### EXERCISE
In the lines below, the string "queue" may appear; say how many lines hold it and give nothing more.

################

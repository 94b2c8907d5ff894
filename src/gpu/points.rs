//! Particle rendering: one camera-facing quad per particle.
//!
//! Instances stream from the CPU cloud every frame. The vertex shader adds
//! the time-based shimmer wobble so the CPU never touches it; the fragment
//! shader samples the glow sprite and fades with depth fog.

use super::{additive_blend, DEPTH_FORMAT};
use crate::cloud::ParticleGpu;
use crate::sprite::Sprite;

pub(super) struct PointsPipeline {
    pipeline: wgpu::RenderPipeline,
    bind_group: wgpu::BindGroup,
    instance_buffer: wgpu::Buffer,
    count: u32,
}

impl PointsPipeline {
    pub(super) fn new(
        device: &wgpu::Device,
        queue: &wgpu::Queue,
        uniform_buffer: &wgpu::Buffer,
        sprite: &Sprite,
        count: u32,
        surface_format: wgpu::TextureFormat,
    ) -> Self {
        let instance_stride = std::mem::size_of::<ParticleGpu>() as u64;
        let instance_buffer = device.create_buffer(&wgpu::BufferDescriptor {
            label: Some("Particle Instance Buffer"),
            size: instance_stride * count.max(1) as u64,
            usage: wgpu::BufferUsages::VERTEX | wgpu::BufferUsages::COPY_DST,
            mapped_at_creation: false,
        });

        let texture = device.create_texture(&wgpu::TextureDescriptor {
            label: Some("Sprite Texture"),
            size: wgpu::Extent3d {
                width: sprite.width,
                height: sprite.height,
                depth_or_array_layers: 1,
            },
            mip_level_count: 1,
            sample_count: 1,
            dimension: wgpu::TextureDimension::D2,
            format: wgpu::TextureFormat::Rgba8UnormSrgb,
            usage: wgpu::TextureUsages::TEXTURE_BINDING | wgpu::TextureUsages::COPY_DST,
            view_formats: &[],
        });
        queue.write_texture(
            wgpu::TexelCopyTextureInfo {
                texture: &texture,
                mip_level: 0,
                origin: wgpu::Origin3d::ZERO,
                aspect: wgpu::TextureAspect::All,
            },
            &sprite.rgba,
            wgpu::TexelCopyBufferLayout {
                offset: 0,
                bytes_per_row: Some(4 * sprite.width),
                rows_per_image: Some(sprite.height),
            },
            wgpu::Extent3d {
                width: sprite.width,
                height: sprite.height,
                depth_or_array_layers: 1,
            },
        );
        let texture_view = texture.create_view(&wgpu::TextureViewDescriptor::default());

        let sampler = device.create_sampler(&wgpu::SamplerDescriptor {
            label: Some("Sprite Sampler"),
            address_mode_u: wgpu::AddressMode::ClampToEdge,
            address_mode_v: wgpu::AddressMode::ClampToEdge,
            mag_filter: wgpu::FilterMode::Linear,
            min_filter: wgpu::FilterMode::Linear,
            ..Default::default()
        });

        let bind_group_layout = device.create_bind_group_layout(&wgpu::BindGroupLayoutDescriptor {
            label: Some("Points Bind Group Layout"),
            entries: &[
                wgpu::BindGroupLayoutEntry {
                    binding: 0,
                    visibility: wgpu::ShaderStages::VERTEX_FRAGMENT,
                    ty: wgpu::BindingType::Buffer {
                        ty: wgpu::BufferBindingType::Uniform,
                        has_dynamic_offset: false,
                        min_binding_size: None,
                    },
                    count: None,
                },
                wgpu::BindGroupLayoutEntry {
                    binding: 1,
                    visibility: wgpu::ShaderStages::FRAGMENT,
                    ty: wgpu::BindingType::Texture {
                        sample_type: wgpu::TextureSampleType::Float { filterable: true },
                        view_dimension: wgpu::TextureViewDimension::D2,
                        multisampled: false,
                    },
                    count: None,
                },
                wgpu::BindGroupLayoutEntry {
                    binding: 2,
                    visibility: wgpu::ShaderStages::FRAGMENT,
                    ty: wgpu::BindingType::Sampler(wgpu::SamplerBindingType::Filtering),
                    count: None,
                },
            ],
        });

        let bind_group = device.create_bind_group(&wgpu::BindGroupDescriptor {
            label: Some("Points Bind Group"),
            layout: &bind_group_layout,
            entries: &[
                wgpu::BindGroupEntry {
                    binding: 0,
                    resource: uniform_buffer.as_entire_binding(),
                },
                wgpu::BindGroupEntry {
                    binding: 1,
                    resource: wgpu::BindingResource::TextureView(&texture_view),
                },
                wgpu::BindGroupEntry {
                    binding: 2,
                    resource: wgpu::BindingResource::Sampler(&sampler),
                },
            ],
        });

        let shader = device.create_shader_module(wgpu::ShaderModuleDescriptor {
            label: Some("Points Shader"),
            source: wgpu::ShaderSource::Wgsl(POINTS_SHADER.into()),
        });

        let pipeline_layout = device.create_pipeline_layout(&wgpu::PipelineLayoutDescriptor {
            label: Some("Points Pipeline Layout"),
            bind_group_layouts: &[&bind_group_layout],
            push_constant_ranges: &[],
        });

        let pipeline = device.create_render_pipeline(&wgpu::RenderPipelineDescriptor {
            label: Some("Points Pipeline"),
            layout: Some(&pipeline_layout),
            vertex: wgpu::VertexState {
                module: &shader,
                entry_point: Some("vs_main"),
                buffers: &[wgpu::VertexBufferLayout {
                    array_stride: instance_stride,
                    step_mode: wgpu::VertexStepMode::Instance,
                    attributes: &[
                        wgpu::VertexAttribute {
                            offset: 0,
                            shader_location: 0,
                            format: wgpu::VertexFormat::Float32x3, // position
                        },
                        wgpu::VertexAttribute {
                            offset: 12,
                            shader_location: 1,
                            format: wgpu::VertexFormat::Float32, // size
                        },
                        wgpu::VertexAttribute {
                            offset: 16,
                            shader_location: 2,
                            format: wgpu::VertexFormat::Float32x3, // color
                        },
                        wgpu::VertexAttribute {
                            offset: 28,
                            shader_location: 3,
                            format: wgpu::VertexFormat::Float32, // speed
                        },
                    ],
                }],
                compilation_options: Default::default(),
            },
            fragment: Some(wgpu::FragmentState {
                module: &shader,
                entry_point: Some("fs_main"),
                targets: &[Some(wgpu::ColorTargetState {
                    format: surface_format,
                    blend: Some(additive_blend()),
                    write_mask: wgpu::ColorWrites::ALL,
                })],
                compilation_options: Default::default(),
            }),
            primitive: wgpu::PrimitiveState {
                topology: wgpu::PrimitiveTopology::TriangleList,
                strip_index_format: None,
                front_face: wgpu::FrontFace::Ccw,
                cull_mode: None,
                polygon_mode: wgpu::PolygonMode::Fill,
                unclipped_depth: false,
                conservative: false,
            },
            depth_stencil: Some(wgpu::DepthStencilState {
                format: DEPTH_FORMAT,
                depth_write_enabled: false,
                depth_compare: wgpu::CompareFunction::Less,
                stencil: wgpu::StencilState::default(),
                bias: wgpu::DepthBiasState::default(),
            }),
            multisample: wgpu::MultisampleState::default(),
            multiview: None,
            cache: None,
        });

        Self {
            pipeline,
            bind_group,
            instance_buffer,
            count,
        }
    }

    pub(super) fn upload(&self, queue: &wgpu::Queue, instances: &[ParticleGpu]) {
        if !instances.is_empty() {
            queue.write_buffer(&self.instance_buffer, 0, bytemuck::cast_slice(instances));
        }
    }

    pub(super) fn draw<'pass>(&'pass self, render_pass: &mut wgpu::RenderPass<'pass>) {
        if self.count == 0 {
            return;
        }
        render_pass.set_pipeline(&self.pipeline);
        render_pass.set_bind_group(0, &self.bind_group, &[]);
        render_pass.set_vertex_buffer(0, self.instance_buffer.slice(..));
        render_pass.draw(0..6, 0..self.count);
    }
}

const POINTS_SHADER: &str = r#"
struct Uniforms {
    view: mat4x4<f32>,
    proj: mat4x4<f32>,
    model: mat4x4<f32>,
    fog_color: vec3<f32>,
    fog_density: f32,
    base_color: vec3<f32>,
    time: f32,
    highlight_color: vec3<f32>,
    particle_size: f32,
};

@group(0) @binding(0) var<uniform> uniforms: Uniforms;
@group(0) @binding(1) var sprite_texture: texture_2d<f32>;
@group(0) @binding(2) var sprite_sampler: sampler;

struct VertexOutput {
    @builtin(position) clip_position: vec4<f32>,
    @location(0) color: vec3<f32>,
    @location(1) uv: vec2<f32>,
    @location(2) fade: f32,
};

@vertex
fn vs_main(
    @builtin(vertex_index) vertex_index: u32,
    @location(0) position: vec3<f32>,
    @location(1) size: f32,
    @location(2) color: vec3<f32>,
    @location(3) speed: f32,
) -> VertexOutput {
    var quad_vertices = array<vec2<f32>, 6>(
        vec2<f32>(-1.0, -1.0),
        vec2<f32>( 1.0, -1.0),
        vec2<f32>(-1.0,  1.0),
        vec2<f32>(-1.0,  1.0),
        vec2<f32>( 1.0, -1.0),
        vec2<f32>( 1.0,  1.0),
    );
    let quad_pos = quad_vertices[vertex_index];

    // Shimmer wobble, phase-shifted per particle by its speed.
    var pos = position;
    pos.y += sin(uniforms.time * speed + position.x) * 0.1;
    pos.x += cos(uniforms.time * speed + position.z) * 0.1;

    var view_pos = uniforms.view * uniforms.model * vec4<f32>(pos, 1.0);
    let half_size = size * uniforms.particle_size * 2.0;
    view_pos.x += quad_pos.x * half_size;
    view_pos.y += quad_pos.y * half_size;

    let depth = -view_pos.z;

    var out: VertexOutput;
    out.clip_position = uniforms.proj * view_pos;
    out.color = color;
    out.uv = quad_pos * 0.5 + vec2<f32>(0.5, 0.5);
    out.fade = exp(-uniforms.fog_density * uniforms.fog_density * depth * depth);
    return out;
}

@fragment
fn fs_main(in: VertexOutput) -> @location(0) vec4<f32> {
    let tex = textureSample(sprite_texture, sprite_sampler, in.uv);
    if tex.a < 0.3 {
        discard;
    }
    return vec4<f32>(uniforms.base_color * in.color * tex.rgb, tex.a * in.fade);
}
"#;

#[cfg(test)]
mod tests {
    use super::*;

    #[test]
    fn test_points_shader_valid() {
        super::super::validate_wgsl(POINTS_SHADER).expect("points WGSL should be valid");
    }

    #[test]
    fn test_instance_stride_matches_attributes() {
        // The speed attribute sits at offset 28 in a 32-byte instance.
        assert_eq!(std::mem::size_of::<ParticleGpu>(), 32);
    }
}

################

### WRITTEN RESPONSE
4